START EXERCISE INPUTS

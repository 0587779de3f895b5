//! Composite inventory plugin.
//!
//! Builds one composite inventory from the union of multiple independently
//! authored YAML inventories, each merged under its own namespace prefix. The
//! composite file declares its sources:
//!
//! ```yaml
//! inventories:
//!   - file: site-a/inventory.yml
//!     prefix: a
//!   - file: site-b/inventory.yml
//!     prefix: b
//! ```
//!
//! Each source's `all` group becomes a group named after the prefix; every
//! other group `g` is remapped to `{prefix}_{g}`, with the unprefixed name
//! registered alongside it and linked as its parent (dual registration), so
//! un-prefixed references keep resolving across merged sources. The literal
//! `ungrouped` group is never merged.
//!
//! All failures are fatal and immediate: no partial composite is ever
//! returned for a document that fails validation part-way.

mod tree;

use serde_yaml::Value;
use std::path::{Path, PathBuf};
use tracing::{debug, warn};

use self::tree::GroupTreeBuilder;
use super::vars::{load_directory_vars, VarsKind};
use super::{InventoryError, InventoryResult, InventorySink};

/// Compute the namespaced form of a group name.
///
/// An empty prefix is the identity, used for the unprefixed shadow
/// registration.
pub fn prefixed_name(group: &str, prefix: &str) -> String {
    if prefix.is_empty() {
        group.to_string()
    } else {
        format!("{prefix}_{group}")
    }
}

/// One declared sub-inventory of a composite file.
#[derive(Debug, Clone, PartialEq, Eq)]
pub struct SubInventorySpec {
    /// Path to the source inventory, relative to the composite file
    pub file: PathBuf,
    /// Namespace prefix for this source's groups
    pub prefix: String,
}

/// The composite inventory plugin.
///
/// Exposes the `verify_file`/`parse` entry points the host runtime invokes,
/// writing results into an [`InventorySink`].
#[derive(Debug, Default)]
pub struct CompositeInventory;

impl CompositeInventory {
    pub fn new() -> Self {
        Self
    }

    /// Check whether a path looks like a composite inventory file.
    pub fn verify_file(&self, path: &Path) -> bool {
        if !path.is_file() {
            return false;
        }
        matches!(
            path.extension().and_then(|e| e.to_str()),
            None | Some("yml") | Some("yaml")
        )
    }

    /// Parse a composite inventory file into the sink.
    ///
    /// Any fatal error aborts the whole parse immediately; no recovery or
    /// continuation to the next sub-inventory is attempted.
    pub fn parse(&self, sink: &mut dyn InventorySink, path: &Path) -> InventoryResult<()> {
        let document = load_yaml_document(path)?;
        let base = path.parent().unwrap_or_else(|| Path::new("."));

        // Vars directories belong to child inventories; beside the composite
        // file itself their precedence would be ambiguous.
        for kind in [VarsKind::GroupVars, VarsKind::HostVars] {
            let dir = base.join(kind.dir_name());
            if dir.exists() {
                return Err(InventoryError::Parse {
                    path: path.to_path_buf(),
                    message: format!(
                        "directory {} exists, {} should be defined in child inventories",
                        dir.display(),
                        kind.dir_name()
                    ),
                });
            }
        }

        let specs = subinventory_specs(&document, path)?;

        // Document variant: a composite file may carry its own `all` mapping,
        // parsed without a prefix.
        if let Some(all) = document.get(&Value::String("all".to_string())) {
            let mut builder = GroupTreeBuilder::new(&mut *sink, "", path);
            builder.parse_group("all", all)?;
        }

        for spec in &specs {
            self.parse_source(&mut *sink, spec, base)?;
        }

        Ok(())
    }

    /// Merge one declared sub-inventory under its prefix.
    fn parse_source(
        &self,
        sink: &mut dyn InventorySink,
        spec: &SubInventorySpec,
        base: &Path,
    ) -> InventoryResult<()> {
        let file = if spec.file.is_absolute() {
            spec.file.clone()
        } else {
            base.join(&spec.file)
        };

        let extension = file.extension().and_then(|e| e.to_str()).unwrap_or("");
        if !matches!(extension, "yml" | "yaml") {
            return Err(InventoryError::Parse {
                path: file.clone(),
                message: "inventory file must have a .yml or .yaml extension".to_string(),
            });
        }
        if !file.exists() {
            return Err(InventoryError::Parse {
                path: file.clone(),
                message: "file does not exist".to_string(),
            });
        }

        debug!("Merging inventory {} under prefix {}", file.display(), spec.prefix);
        let document = load_yaml_document(&file)?;

        let mut builder = GroupTreeBuilder::new(&mut *sink, &spec.prefix, &file);

        // The source's own top-level `all` node parses directly under the
        // prefix; a source without one still gets its prefix group.
        match document.get(&Value::String("all".to_string())) {
            Some(all) => builder.parse_group("all", all)?,
            None => builder.parse_group("all", &Value::Null)?,
        };

        // Every other top-level group is dual-registered: the plain name
        // stays resolvable, with the prefixed form as its child.
        let mut links = Vec::new();
        for (key, node) in &document {
            let Some(name) = key.as_str() else {
                warn!(
                    "Skipping non-string top-level key in {}",
                    file.display()
                );
                continue;
            };
            if name == "all" || name == "ungrouped" {
                continue;
            }
            let resolved = builder.parse_group(name, node)?;
            links.push((name.to_string(), resolved));
        }

        let (groups_seen, hosts_seen) = builder.finish();

        // The source's top group hangs off `all`, like any top-level group.
        sink.add_child("all", &spec.prefix);
        for (name, resolved) in links {
            sink.add_group(&name);
            sink.add_child(&name, &resolved);
            sink.add_child("all", &name);
        }

        // Directory vars layer on top of inline vars, overwriting on key
        // collision. `all` remaps to the prefix, other names to their
        // prefixed form; entries naming nothing this source registered are
        // skipped.
        let sub_base = file.parent().unwrap_or_else(|| Path::new("."));
        for (name, vars) in load_directory_vars(sub_base, VarsKind::GroupVars)? {
            let target = if name == "all" {
                spec.prefix.clone()
            } else {
                prefixed_name(&name, &spec.prefix)
            };
            if !groups_seen.contains(&target) {
                warn!(
                    "Skipping group_vars entry ({name}) with no matching group in {}",
                    file.display()
                );
                continue;
            }
            for (key, value) in vars {
                debug!("Registered var {key} for group {target}");
                sink.set_group_variable(&target, &key, value);
            }
        }
        for (name, vars) in load_directory_vars(sub_base, VarsKind::HostVars)? {
            if !hosts_seen.contains(&name) {
                warn!(
                    "Skipping host_vars entry ({name}) with no matching host in {}",
                    file.display()
                );
                continue;
            }
            for (key, value) in vars {
                debug!("Registered var {key} for host {name}");
                sink.set_host_variable(&name, &key, value);
            }
        }

        Ok(())
    }
}

/// Load a YAML file that must contain a non-empty mapping.
fn load_yaml_document(path: &Path) -> InventoryResult<serde_yaml::Mapping> {
    let content = std::fs::read_to_string(path).map_err(|e| InventoryError::Parse {
        path: path.to_path_buf(),
        message: format!("unable to read file: {e}"),
    })?;
    let value: Value = serde_yaml::from_str(&content).map_err(|e| InventoryError::Parse {
        path: path.to_path_buf(),
        message: format!("invalid YAML: {e}"),
    })?;
    match value {
        Value::Null => Err(InventoryError::Parse {
            path: path.to_path_buf(),
            message: "parsed empty YAML file".to_string(),
        }),
        Value::Mapping(mapping) => Ok(mapping),
        _ => Err(InventoryError::Parse {
            path: path.to_path_buf(),
            message: "YAML inventory has invalid structure, it should be a dictionary".to_string(),
        }),
    }
}

/// Extract and validate the declared sub-inventories of a composite document.
fn subinventory_specs(
    document: &serde_yaml::Mapping,
    path: &Path,
) -> InventoryResult<Vec<SubInventorySpec>> {
    let parse_err = |message: String| InventoryError::Parse {
        path: path.to_path_buf(),
        message,
    };

    let inventories = match document.get(&Value::String("inventories".to_string())) {
        None | Some(Value::Null) => {
            return Err(parse_err("does not contain \"inventories\" key".to_string()));
        }
        Some(Value::Sequence(seq)) => seq,
        Some(_) => {
            return Err(parse_err("\"inventories\" must be a list".to_string()));
        }
    };
    if inventories.is_empty() {
        return Err(parse_err("does not contain any inventories".to_string()));
    }

    let mut specs = Vec::with_capacity(inventories.len());
    for entry in inventories {
        let Value::Mapping(mapping) = entry else {
            return Err(parse_err(format!(
                "inventory entry must be a dictionary, got: {entry:?}"
            )));
        };
        let field = |name: &str| -> Option<String> {
            mapping
                .get(&Value::String(name.to_string()))
                .and_then(Value::as_str)
                .filter(|s| !s.is_empty())
                .map(str::to_string)
        };
        let file = field("file")
            .ok_or_else(|| parse_err(format!("inventory entry {mapping:?} does not contain \"file\" key")))?;
        let prefix = field("prefix")
            .ok_or_else(|| parse_err(format!("inventory entry {mapping:?} does not contain \"prefix\" key")))?;
        if prefix == "all" || prefix == "ungrouped" {
            return Err(parse_err(format!("prefix \"{prefix}\" is reserved")));
        }
        specs.push(SubInventorySpec {
            file: PathBuf::from(file),
            prefix,
        });
    }

    Ok(specs)
}
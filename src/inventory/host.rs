//! Host definition for the composite inventory.
//!
//! A host owns a variable mapping and its group memberships. The optional port
//! comes from a `host:port` pattern suffix in the source inventory.

use indexmap::{IndexMap, IndexSet};
use serde::Serialize;

/// A managed host in the inventory
#[derive(Debug, Clone, PartialEq, Serialize)]
pub struct Host {
    /// Host name (can be hostname, IP, or alias)
    pub name: String,

    /// Connection port, when the source pattern carried a `:port` suffix
    #[serde(skip_serializing_if = "Option::is_none")]
    pub port: Option<u16>,

    /// Host-specific variables
    #[serde(skip_serializing_if = "IndexMap::is_empty")]
    pub vars: IndexMap<String, serde_yaml::Value>,

    /// Groups this host belongs to
    #[serde(skip_serializing_if = "IndexSet::is_empty")]
    pub groups: IndexSet<String>,
}

impl Host {
    /// Create a new host with the given name
    pub fn new(name: impl Into<String>) -> Self {
        Self {
            name: name.into(),
            port: None,
            vars: IndexMap::new(),
            groups: IndexSet::new(),
        }
    }

    /// Set a variable on this host, overwriting any previous value
    pub fn set_var(&mut self, key: impl Into<String>, value: serde_yaml::Value) {
        self.vars.insert(key.into(), value);
    }

    /// Get a variable from this host
    pub fn get_var(&self, key: &str) -> Option<&serde_yaml::Value> {
        self.vars.get(key)
    }

    /// Check if host has a specific variable
    pub fn has_var(&self, key: &str) -> bool {
        self.vars.contains_key(key)
    }

    /// Add this host to a group
    pub fn add_to_group(&mut self, group: impl Into<String>) {
        self.groups.insert(group.into());
    }

    /// Check if host belongs to a specific group
    pub fn in_group(&self, group: &str) -> bool {
        self.groups.contains(group)
    }

    /// Merge variables from another mapping (other takes precedence)
    pub fn merge_vars(&mut self, other: &IndexMap<String, serde_yaml::Value>) {
        for (key, value) in other {
            self.vars.insert(key.clone(), value.clone());
        }
    }
}

impl std::fmt::Display for Host {
    fn fmt(&self, f: &mut std::fmt::Formatter<'_>) -> std::fmt::Result {
        match self.port {
            Some(port) => write!(f, "{}:{}", self.name, port),
            None => write!(f, "{}", self.name),
        }
    }
}
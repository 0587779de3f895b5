//! `group_vars`/`host_vars` directory loading.
//!
//! Directory-sourced variables are layered on top of inline `vars:` data for
//! the same group or host, overwriting same-named keys (last-write-wins, no
//! deep merge).

use indexmap::IndexMap;
use std::path::Path;
use tracing::trace;

use super::{InventoryError, InventoryResult};

/// Variable data for one group or host.
pub type VarsMap = IndexMap<String, serde_yaml::Value>;

/// Which vars directory to scan.
#[derive(Debug, Clone, Copy, PartialEq, Eq)]
pub enum VarsKind {
    GroupVars,
    HostVars,
}

impl VarsKind {
    /// Directory name under the inventory base path.
    pub fn dir_name(self) -> &'static str {
        match self {
            VarsKind::GroupVars => "group_vars",
            VarsKind::HostVars => "host_vars",
        }
    }
}

/// Load variables from `base/{group_vars,host_vars}/`.
///
/// Each entry's basename (stripped of extension) is the group or host name.
/// A file entry is loaded directly; a directory entry combines all YAML files
/// within it in sorted order, later files overwriting earlier keys. An entry
/// that is neither a file nor a directory (dangling symlink, special file) is
/// a fatal error.
pub fn load_directory_vars(base: &Path, kind: VarsKind) -> InventoryResult<IndexMap<String, VarsMap>> {
    let dir = base.join(kind.dir_name());
    let mut out = IndexMap::new();
    if !dir.exists() {
        return Ok(out);
    }

    let mut entries: Vec<_> = std::fs::read_dir(&dir)?.collect::<Result<_, _>>()?;
    entries.sort_by_key(|e| e.path());

    for entry in entries {
        let path = entry.path();
        let name = stem_name(&path);
        if name.is_empty() {
            continue;
        }

        if path.is_file() {
            out.insert(name, load_vars_file(&path)?);
        } else if path.is_dir() {
            out.insert(name, load_vars_subdir(&path)?);
        } else {
            return Err(InventoryError::VarsEntry(path));
        }
    }

    Ok(out)
}

/// Entry basename with the extension stripped.
fn stem_name(path: &Path) -> String {
    path.file_stem()
        .and_then(|s| s.to_str())
        .unwrap_or("")
        .to_string()
}

/// Load one vars file; its document must be a mapping or null.
fn load_vars_file(path: &Path) -> InventoryResult<VarsMap> {
    let content = std::fs::read_to_string(path)?;
    let value: serde_yaml::Value = serde_yaml::from_str(&content)?;
    match value {
        serde_yaml::Value::Null => Ok(VarsMap::new()),
        serde_yaml::Value::Mapping(map) => {
            let mut vars = VarsMap::new();
            for (key, val) in map {
                if let serde_yaml::Value::String(key) = key {
                    vars.insert(key, val);
                }
            }
            Ok(vars)
        }
        _ => Err(InventoryError::Structure(format!(
            "vars file '{}' must contain a dictionary",
            path.display()
        ))),
    }
}

/// Combine all YAML files inside a per-name vars directory.
fn load_vars_subdir(dir: &Path) -> InventoryResult<VarsMap> {
    let mut merged = VarsMap::new();

    let mut entries: Vec<_> = std::fs::read_dir(dir)?.collect::<Result<_, _>>()?;
    entries.sort_by_key(|e| e.path());

    for entry in entries {
        let path = entry.path();
        let ext = path.extension().and_then(|e| e.to_str()).unwrap_or("");
        if !path.is_file() || !matches!(ext, "yml" | "yaml") {
            trace!("Skipping non-YAML vars entry {}", path.display());
            continue;
        }
        let vars = load_vars_file(&path)?;
        merged.extend(vars);
    }

    Ok(merged)
}
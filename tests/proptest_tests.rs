//! Property-based tests for the prefixing and pattern-expansion algebra.

use plugible::prelude::*;
use proptest::prelude::*;

proptest! {
    #[test]
    fn prop_prefixed_name_format(
        group in "[a-z][a-z0-9_]{0,15}",
        prefix in "[a-z][a-z0-9]{0,7}",
    ) {
        prop_assert_eq!(prefixed_name(&group, &prefix), format!("{prefix}_{group}"));
    }

    #[test]
    fn prop_empty_prefix_is_identity(group in "[a-z][a-z0-9_]{0,15}") {
        prop_assert_eq!(prefixed_name(&group, ""), group);
    }

    #[test]
    fn prop_numeric_range_count(lo in 0u64..200, span in 0u64..50, step in 1usize..5) {
        let hi = lo + span;
        let (hosts, port) = expand(&format!("node[{lo}:{hi}:{step}]")).unwrap();
        prop_assert_eq!(hosts.len(), (span as usize) / step + 1);
        prop_assert!(hosts.iter().all(|h| h.starts_with("node")));
        prop_assert_eq!(port, None);
    }

    #[test]
    fn prop_port_suffix_round_trip(port in 1u16..u16::MAX) {
        let (hosts, parsed) = expand(&format!("node:{port}")).unwrap();
        prop_assert_eq!(hosts, vec!["node".to_string()]);
        prop_assert_eq!(parsed, Some(port));
    }

    #[test]
    fn prop_literal_names_pass_through(name in "[a-z][a-z0-9.-]{0,20}[a-z0-9]") {
        let (hosts, port) = expand(&name).unwrap();
        prop_assert_eq!(hosts, vec![name]);
        prop_assert_eq!(port, None);
    }
}
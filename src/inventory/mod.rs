//! Composite inventory management.
//!
//! This module provides the inventory data model and the composite parser:
//! - [`Inventory`]: the container holding all hosts and groups
//! - [`InventorySink`]: the write-only capability interface the parser mutates
//! - [`composite`]: the composite inventory plugin (`verify_file`/`parse`)
//! - [`pattern`]: host pattern expansion (`host[01:03]`, `host:port`)
//! - [`vars`]: `group_vars`/`host_vars` directory loading

pub mod composite;
pub mod group;
pub mod host;
pub mod pattern;
pub mod vars;

pub use composite::CompositeInventory;
pub use group::Group;
pub use host::Host;

use indexmap::IndexMap;
use serde::Serialize;
use std::path::PathBuf;
use thiserror::Error;

/// Errors that can occur during inventory operations
#[derive(Debug, Error)]
pub enum InventoryError {
    #[error("IO error: {0}")]
    Io(#[from] std::io::Error),

    #[error("YAML parsing error: {0}")]
    Yaml(#[from] serde_yaml::Error),

    #[error("failed to parse inventory '{}': {message}", path.display())]
    Parse { path: PathBuf, message: String },

    #[error("invalid inventory structure: {0}")]
    Structure(String),

    #[error("invalid host pattern '{pattern}': {message}")]
    InvalidPattern { pattern: String, message: String },

    #[error("group name '{group}' conflicts with prefix '{prefix}'")]
    PrefixConflict { group: String, prefix: String },

    #[error("circular group dependency detected: {0}")]
    CircularGroup(String),

    #[error("vars entry '{}' is neither a file nor a directory", .0.display())]
    VarsEntry(PathBuf),
}

/// Result type for inventory operations
pub type InventoryResult<T> = Result<T, InventoryError>;

/// Write-only interface the composite parser mutates.
///
/// The parser never reads registered state back through this interface; all
/// bookkeeping needed during a parse lives in the parser's own context.
pub trait InventorySink {
    /// Register a group, a no-op if it already exists.
    fn add_group(&mut self, name: &str);

    /// Link `child` under `parent`, registering either side as needed.
    fn add_child(&mut self, parent: &str, child: &str);

    /// Register a host as a member of `group`.
    fn add_host(&mut self, name: &str, group: &str);

    /// Set a group variable, overwriting any previous value for the key.
    fn set_group_variable(&mut self, group: &str, key: &str, value: serde_yaml::Value);

    /// Set a host variable, overwriting any previous value for the key.
    fn set_host_variable(&mut self, host: &str, key: &str, value: serde_yaml::Value);

    /// Record the connection port parsed from a host pattern suffix.
    fn set_host_port(&mut self, host: &str, port: u16);
}

/// The main inventory structure holding all hosts and groups
#[derive(Debug, Clone, PartialEq, Serialize)]
pub struct Inventory {
    /// All groups indexed by name
    groups: IndexMap<String, Group>,

    /// All hosts indexed by name
    hosts: IndexMap<String, Host>,
}

impl Default for Inventory {
    fn default() -> Self {
        Self::new()
    }
}

impl Inventory {
    /// Create a new empty inventory with default groups
    pub fn new() -> Self {
        let mut inventory = Self {
            groups: IndexMap::new(),
            hosts: IndexMap::new(),
        };

        inventory.groups.insert("all".to_string(), Group::all());
        inventory
            .groups
            .insert("ungrouped".to_string(), Group::ungrouped());

        inventory
    }

    fn ensure_group(&mut self, name: &str) -> &mut Group {
        self.groups
            .entry(name.to_string())
            .or_insert_with(|| Group::new(name))
    }

    fn ensure_host(&mut self, name: &str) -> &mut Host {
        self.hosts
            .entry(name.to_string())
            .or_insert_with(|| Host::new(name))
    }

    /// Get a group by name
    pub fn get_group(&self, name: &str) -> Option<&Group> {
        self.groups.get(name)
    }

    /// Get a host by name
    pub fn get_host(&self, name: &str) -> Option<&Host> {
        self.hosts.get(name)
    }

    /// Get all groups
    pub fn groups(&self) -> impl Iterator<Item = &Group> {
        self.groups.values()
    }

    /// Get all hosts
    pub fn hosts(&self) -> impl Iterator<Item = &Host> {
        self.hosts.values()
    }

    /// Get all group names
    pub fn group_names(&self) -> impl Iterator<Item = &String> {
        self.groups.keys()
    }

    /// Get all host names
    pub fn host_names(&self) -> impl Iterator<Item = &String> {
        self.hosts.keys()
    }

    /// Count total groups
    pub fn group_count(&self) -> usize {
        self.groups.len()
    }

    /// Count total hosts
    pub fn host_count(&self) -> usize {
        self.hosts.len()
    }

    /// Get all hosts in a group, including hosts from child groups
    pub fn hosts_in_group(&self, name: &str) -> Vec<&Host> {
        let mut seen = indexmap::IndexSet::new();
        self.collect_group_hosts(name, &mut seen, &mut indexmap::IndexSet::new());
        seen.into_iter().filter_map(|n| self.hosts.get(n)).collect()
    }

    fn collect_group_hosts<'a>(
        &'a self,
        name: &str,
        out: &mut indexmap::IndexSet<&'a str>,
        visited: &mut indexmap::IndexSet<String>,
    ) {
        if !visited.insert(name.to_string()) {
            return;
        }
        if let Some(group) = self.groups.get(name) {
            for host in &group.hosts {
                out.insert(host.as_str());
            }
            for child in &group.children {
                self.collect_group_hosts(child, out, visited);
            }
        }
    }
}

impl InventorySink for Inventory {
    fn add_group(&mut self, name: &str) {
        self.ensure_group(name);
    }

    fn add_child(&mut self, parent: &str, child: &str) {
        self.ensure_group(child);
        self.ensure_group(parent).add_child(child);
    }

    fn add_host(&mut self, name: &str, group: &str) {
        self.ensure_group(group).add_host(name);
        let host = self.ensure_host(name);
        host.add_to_group(group);
        if group != "all" {
            host.add_to_group("all");
            self.ensure_group("all").add_host(name);
        }
    }

    fn set_group_variable(&mut self, group: &str, key: &str, value: serde_yaml::Value) {
        self.ensure_group(group).set_var(key, value);
    }

    fn set_host_variable(&mut self, host: &str, key: &str, value: serde_yaml::Value) {
        self.ensure_host(host).set_var(key, value);
    }

    fn set_host_port(&mut self, host: &str, port: u16) {
        self.ensure_host(host).port = Some(port);
    }
}

impl std::fmt::Display for Inventory {
    fn fmt(&self, f: &mut std::fmt::Formatter<'_>) -> std::fmt::Result {
        writeln!(
            f,
            "Inventory ({} hosts, {} groups)",
            self.hosts.len(),
            self.groups.len()
        )?;

        for group in self.groups.values() {
            if group.is_empty() {
                continue;
            }
            writeln!(f, "  [{}]", group.name)?;
            for host_name in &group.hosts {
                if let Some(host) = self.hosts.get(host_name) {
                    writeln!(f, "    {}", host)?;
                }
            }
        }

        Ok(())
    }
}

END EXERCISE INPUTS

- [THE PROBLEM] Please say only the number of lines in the data that hold "inline".

- [SOLUTION FOR THIS PROBLEM] 2